Faculty News
May 2003
Edited by Paul
Caron,
Charles Hartsock Professor of Law and
Director of Faculty Projects
Marjorie Aaron
Marjorie's chapter, Evaluation in Mediation, in Mediating Legal
Disputes (Dwight Golann, ed. 1996), was cited in Michael Moffitt, Ten
Ways to Get Sued: A Guide For Mediators, 8 Harvard Negotiations L. Rev.
81 (2003).
Paul Caron
Paul published Federal Wealth Transfer Taxation: Study Problems and Federal
Wealth Transfer Taxation: Teacher's Manual (Foundation Press, 5th ed.
2003) (with Paul McDaniel (Boston College) & Jim Repetti (Boston College)).
He moderated Tax Stories: What Famous Old Tax Cases Can Tell Us About Today's
Tax Law, one of the three section-wide two-hour programs featured at the
Mid-Year Meeting of the ABA Tax Section in Washington, D.C. (http://www.abanet.org/tax/press/030410mtg.html).

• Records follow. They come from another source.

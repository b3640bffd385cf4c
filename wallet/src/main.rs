use anyhow::{bail, Context, Result};
use clap::Parser;
use lir_common::prompt::{setup_logger, LoggerOptions};
use lir_wallet::{
    config::Config,
    connection::ChainConnection,
    contract::WriteCall,
    provider::HttpProvider,
    session::SessionController,
};
use log::{debug, info};
use std::{fs::File, io::Write, path::Path, str::FromStr, sync::Arc, time::Duration};

// Command given with --exec
#[derive(Debug, Clone, PartialEq, Eq)]
enum Command {
    Status,
    Watch(u64),
    Write(WriteCall),
}

impl FromStr for Command {
    type Err = anyhow::Error;

    fn from_str(s: &str) -> Result<Self> {
        let args: Vec<&str> = s.split_whitespace().collect();
        let command = match args.as_slice() {
            ["status"] => Self::Status,
            ["watch", seconds] => Self::Watch(seconds.parse().context("Invalid number of seconds")?),
            ["set-manager", manager, status] => Self::Write(WriteCall::SetManager {
                manager: manager.to_string(),
                status: status.parse().context("Status must be true or false")?,
            }),
            ["distribute", manager, amount] => Self::Write(WriteCall::DistributeToManager {
                manager: manager.to_string(),
                amount: amount.to_string(),
            }),
            ["reward", student, amount] => Self::Write(WriteCall::RewardStudent {
                student: student.to_string(),
                amount: amount.to_string(),
            }),
            ["burn", amount] => Self::Write(WriteCall::BurnTokens {
                amount: amount.to_string(),
            }),
            _ => bail!("Unknown command '{}', see --help for the available commands", s),
        };

        Ok(command)
    }
}

#[tokio::main]
async fn main() -> Result<()> {
    let mut config: Config = Config::parse();
    if let Some(path) = config.config_file.as_ref() {
        if config.generate_config_template {
            if Path::new(path).exists() {
                eprintln!("Config file already exists at {}", path);
                return Ok(());
            }

            let mut file = File::create(path).context("Error while creating config file")?;
            let json = serde_json::to_string_pretty(&config).context("Error while serializing config file")?;
            file.write_all(json.as_bytes()).context("Error while writing config file")?;
            println!("Config file template generated at {}", path);
            return Ok(());
        }

        let file = File::open(path).context("Error while opening config file")?;
        config = serde_json::from_reader(file).context("Error while reading config file")?;
    } else if config.generate_config_template {
        eprintln!("Provided config file path is required to generate the template with --config-file");
        return Ok(());
    }

    let log_config = &config.log;
    setup_logger(LoggerOptions {
        level: log_config.log_level,
        file_level: log_config.file_log_level.unwrap_or(log_config.log_level),
        logs_path: &log_config.logs_path,
        filename_log: &log_config.filename_log,
        disable_file_logging: log_config.disable_file_logging,
        disable_file_log_date_based: log_config.disable_file_log_date_based,
        disable_log_color: log_config.disable_log_color,
        datetime_format: &log_config.datetime_format,
    })
    .context("Error while initializing the logger")?;

    let command: Command = config.exec.as_deref().unwrap_or("status").parse()?;
    if log::log_enabled!(log::Level::Debug) {
        debug!("command: {:?}", command);
    }

    let network = &config.network;
    let provider = HttpProvider::new(&network.rpc_address, Duration::from_millis(network.log_poll_interval_ms))?;
    let chain_id = provider
        .chain_id()
        .await
        .with_context(|| format!("Error while connecting to {}", network.rpc_address))?;
    info!("Connected to {} (chain id {})", provider.url(), chain_id);

    let controller = SessionController::new(
        ChainConnection::with_provider(Arc::new(provider)),
        network.session_config(),
    );
    if !controller.auto_connect().await? {
        controller.connect().await?;
    }

    match command {
        Command::Status => {}
        Command::Watch(seconds) => {
            info!("Watching transfers for {} seconds", seconds);
            tokio::time::sleep(Duration::from_secs(seconds)).await;
        }
        Command::Write(call) => {
            controller
                .submit(call)
                .await
                .map_err(|e| anyhow::anyhow!(e.user_message()))?;
        }
    }

    let snapshot = controller.snapshot().await;
    println!(
        "{}",
        serde_json::to_string_pretty(&snapshot).context("Error while serializing the session")?
    );

    controller.disconnect().await;
    Ok(())
}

He presented Tax Archaeology, and his co-panelists were Joseph Bankman
(Stanford), Patricia A. Cain (Iowa), Joseph M. Dodge (Florida State), Joel
S. Newman (Wake Forest), and Deborah H. Schenk (NYU). The program was attended
by over 100 tax lawyers, tax professors, and members of the media, each of
whom received a complimentary copy of Paul's book, Tax Stories: An In-Depth
Look at Ten Leading Federal Income Tax Cases (Foundation Press, 2003).

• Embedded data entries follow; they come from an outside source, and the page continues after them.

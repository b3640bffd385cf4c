use crate::{contract::ContractBinding, error::WalletError};
use alloy_primitives::Address;
use log::{debug, trace};
use serde::{Deserialize, Serialize};
use strum::{Display, EnumIter, IntoEnumIterator};

// Forms the connected account can use
#[derive(Debug, Clone, Copy, PartialEq, Eq, Hash, Serialize, Deserialize, Display, EnumIter)]
#[serde(rename_all = "snake_case")]
#[strum(serialize_all = "snake_case")]
pub enum Capability {
    SetManager,
    Distribute,
    Reward,
    Burn,
}

// Roles of the connected account
// Both fields are always updated together
#[derive(Debug, Clone, Copy, Default, PartialEq, Eq, Serialize, Deserialize)]
pub struct RoleState {
    pub is_admin: bool,
    pub is_manager: bool,
}

impl RoleState {
    pub fn allows(&self, capability: Capability) -> bool {
        match capability {
            Capability::SetManager | Capability::Distribute => self.is_admin,
            Capability::Reward => self.is_manager,
            Capability::Burn => true,
        }
    }

    // Every capability granted by these roles
    pub fn capabilities(&self) -> Vec<Capability> {
        Capability::iter().filter(|c| self.allows(*c)).collect()
    }
}

pub struct RoleResolver;

impl RoleResolver {
    // Query the admin and the manager flag of the account at the same time
    pub async fn resolve(contract: &ContractBinding, account: &Address) -> Result<RoleState, WalletError> {
        trace!("resolve roles of {}", account);
        let (admin, is_manager) =
            futures::try_join!(contract.admin(), contract.is_manager(account))?;

        let roles = RoleState {
            is_admin: admin == *account,
            is_manager,
        };
        if log::log_enabled!(log::Level::Debug) {
            debug!("roles of {}: {:?}", account, roles);
        }

        Ok(roles)
    }
}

Paul published several issues of his Tax Law Abstracts e-journals www.ssrn.com:
four issues each of Tax Law & Policy (vol. 4, nos. 17-20)
and Practitioner Series (vol. 3, nos. 17-20) (both co-edited
with Joseph Bankman (Stanford)), and one issue of International & Comparative
Tax (vol. 3, no. 5) (co-edited with Robert A. Green (Cornell).

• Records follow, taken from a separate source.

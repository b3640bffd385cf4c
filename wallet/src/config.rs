#[cfg(feature = "cli")]
use clap::Parser;
use alloy_primitives::{address, Address};
use serde::{Deserialize, Serialize};
use std::time::Duration;

#[cfg(feature = "cli")]
use lir_common::{
    config::VERSION,
    prompt::{default_logs_datetime_format, LogLevel},
};

pub use lir_common::config::TOKEN_SYMBOL;

// Address of the deployed LIR token contract
pub const DEFAULT_CONTRACT_ADDRESS: &str = "0xA91461c7C857266565e35A026aeb0b5c4Ec94C16";
// Number of transfer events kept in the rolling log
pub const EVENT_LOG_CAPACITY: usize = 10;
// Interval between two eth_getTransactionReceipt requests
pub const DEFAULT_RECEIPT_POLL_INTERVAL_MS: u64 = 1000;
// Interval between two eth_getLogs requests when subscriptions are emulated
pub const DEFAULT_LOG_POLL_INTERVAL_MS: u64 = 2000;
// JSON-RPC node used by the command line client when no address is specified
pub const DEFAULT_RPC_ADDRESS: &str = "http://127.0.0.1:8545";

// Functions Helpers
fn default_contract_address() -> Address {
    address!("A91461c7C857266565e35A026aeb0b5c4Ec94C16")
}

fn default_event_capacity() -> usize {
    EVENT_LOG_CAPACITY
}

fn default_receipt_poll_interval_ms() -> u64 {
    DEFAULT_RECEIPT_POLL_INTERVAL_MS
}

#[cfg(feature = "cli")]
fn default_rpc_address() -> String {
    DEFAULT_RPC_ADDRESS.to_owned()
}

#[cfg(feature = "cli")]
fn default_log_poll_interval_ms() -> u64 {
    DEFAULT_LOG_POLL_INTERVAL_MS
}

#[cfg(feature = "cli")]
fn default_log_filename() -> String {
    String::from("lir-wallet.log")
}

#[cfg(feature = "cli")]
fn default_logs_path() -> String {
    String::from("logs/")
}

// Settings of one wallet session
#[derive(Debug, Clone, PartialEq, Eq, Serialize, Deserialize)]
pub struct SessionConfig {
    #[serde(default = "default_contract_address")]
    pub contract_address: Address,
    #[serde(default = "default_event_capacity")]
    pub event_capacity: usize,
    #[serde(default = "default_receipt_poll_interval_ms")]
    pub receipt_poll_interval_ms: u64,
}

impl SessionConfig {
    pub fn receipt_poll_interval(&self) -> Duration {
        Duration::from_millis(self.receipt_poll_interval_ms)
    }
}

impl Default for SessionConfig {
    fn default() -> Self {
        Self {
            contract_address: default_contract_address(),
            event_capacity: default_event_capacity(),
            receipt_poll_interval_ms: default_receipt_poll_interval_ms(),
        }
    }
}

#[cfg(feature = "cli")]
#[derive(Debug, Clone, clap::Args, Serialize, Deserialize)]
pub struct NetworkConfig {
    /// JSON-RPC node address to use
    #[clap(long, default_value_t = default_rpc_address())]
    #[serde(default = "default_rpc_address")]
    pub rpc_address: String,
    /// Address of the LIR token contract
    #[clap(long, value_parser = lir_common::address::parse_address)]
    pub contract_address: Option<Address>,
    /// Interval in milliseconds between two receipt requests
    #[clap(long, default_value_t = DEFAULT_RECEIPT_POLL_INTERVAL_MS)]
    #[serde(default = "default_receipt_poll_interval_ms")]
    pub receipt_poll_interval_ms: u64,
    /// Interval in milliseconds between two log requests
    #[clap(long, default_value_t = DEFAULT_LOG_POLL_INTERVAL_MS)]
    #[serde(default = "default_log_poll_interval_ms")]
    pub log_poll_interval_ms: u64,
}

#[cfg(feature = "cli")]
impl NetworkConfig {
    // Build the session settings from the command line
    pub fn session_config(&self) -> SessionConfig {
        SessionConfig {
            contract_address: self
                .contract_address
                .unwrap_or_else(default_contract_address),
            receipt_poll_interval_ms: self.receipt_poll_interval_ms,
            ..Default::default()
        }
    }
}

#[cfg(feature = "cli")]
#[derive(Debug, Clone, clap::Args, Serialize, Deserialize)]
pub struct LogConfig {
    /// Set log level
    #[clap(long, value_enum, default_value_t)]
    #[serde(default)]
    pub log_level: LogLevel,
    /// Set file log level
    /// By default, it will be the same as log level
    #[clap(long, value_enum)]
    pub file_log_level: Option<LogLevel>,
    /// Disable the log file
    #[clap(long)]
    #[serde(default)]
    pub disable_file_logging: bool,
    /// Disable the log filename date based
    /// If disabled, the log file will be named lir-wallet.log instead of YYYY-MM-DD.lir-wallet.log
    #[clap(long)]
    #[serde(default)]
    pub disable_file_log_date_based: bool,
    /// Disable the usage of colors in log
    #[clap(long)]
    #[serde(default)]
    pub disable_log_color: bool,
    /// Log filename
    ///
    /// By default filename is lir-wallet.log.
    /// File will be stored in logs directory, this is only the filename, not the full path.
    #[clap(long, default_value_t = default_log_filename())]
    #[serde(default = "default_log_filename")]
    pub filename_log: String,
    /// Logs directory
    ///
    /// By default it will be logs/ of the current directory.
    /// It must end with a / to be a valid folder.
    #[clap(long, default_value_t = default_logs_path())]
    #[serde(default = "default_logs_path")]
    pub logs_path: String,
    /// Change the datetime format used by the logger
    #[clap(long, default_value_t = default_logs_datetime_format())]
    #[serde(default = "default_logs_datetime_format")]
    pub datetime_format: String,
}

#[cfg(feature = "cli")]
#[derive(Parser, Serialize, Deserialize, Clone)]
#[clap(
    version = VERSION,
    about = "LIR Wallet - Manage the LIR token from command line",
    long_about = r#"LIR Wallet - Non-Interactive Command Line Interface

Connects to a JSON-RPC node, loads the account roles and balances
and runs one command against the LIR token contract.

AVAILABLE COMMANDS (use with --exec):
  status                              - Show account, roles and balances
  watch <seconds>                     - Collect transfer events for some time
  set-manager <address> <true|false>  - Grant or revoke the manager role (admin)
  distribute <address> <amount>       - Send tokens from the contract to a manager (admin)
  reward <address> <amount>           - Reward a student (manager)
  burn <amount>                       - Burn tokens of the connected account

Example:
  ./lir_wallet --rpc-address http://127.0.0.1:8545 --exec "burn 1.5"
"#
)]
#[command(styles = lir_common::get_cli_styles())]
pub struct Config {
    #[clap(flatten)]
    #[serde(flatten)]
    pub network: NetworkConfig,
    #[clap(flatten)]
    #[serde(flatten)]
    pub log: LogConfig,
    /// Command to execute, the snapshot is printed as JSON afterwards
    #[clap(long, default_value = "status")]
    #[serde(default)]
    pub exec: Option<String>,
    /// JSON File to load the configuration from
    #[clap(long)]
    #[serde(skip)]
    #[serde(default)]
    pub config_file: Option<String>,
    /// Generate the template at the `config_file` path
    #[clap(long)]
    #[serde(skip)]
    #[serde(default)]
    pub generate_config_template: bool,
}

#[cfg(test)]
mod tests {
    use super::*;

    #[test]
    fn test_default_contract_address_is_valid() {
        let address = lir_common::address::parse_address(DEFAULT_CONTRACT_ADDRESS).unwrap();
        assert_eq!(SessionConfig::default().contract_address, address);
        assert_eq!(address.to_checksum(None), DEFAULT_CONTRACT_ADDRESS);
    }

    #[test]
    fn test_session_config_defaults_from_json() {
        let config: SessionConfig = serde_json::from_str("{}").unwrap();
        assert_eq!(config, SessionConfig::default());
        assert_eq!(config.event_capacity, EVENT_LOG_CAPACITY);
        assert_eq!(config.receipt_poll_interval(), Duration::from_millis(1000));
    }
}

His Tax Stories book was cited in Anthony J. Luppino, Stopping
the Enron End-Runs and Other Trick Plays: The Book-Tax Accounting Conformity
Defense, 2003 Columbia Business L. Rev. 35 (2003); and in Bruce
M. McGovern, Liabilities of the Firm, Member Guarantees, and the
At Risk Rules: Some Practical and Policy Considerations, 7 J.
of Small & Emerging Business Law 63 (2003).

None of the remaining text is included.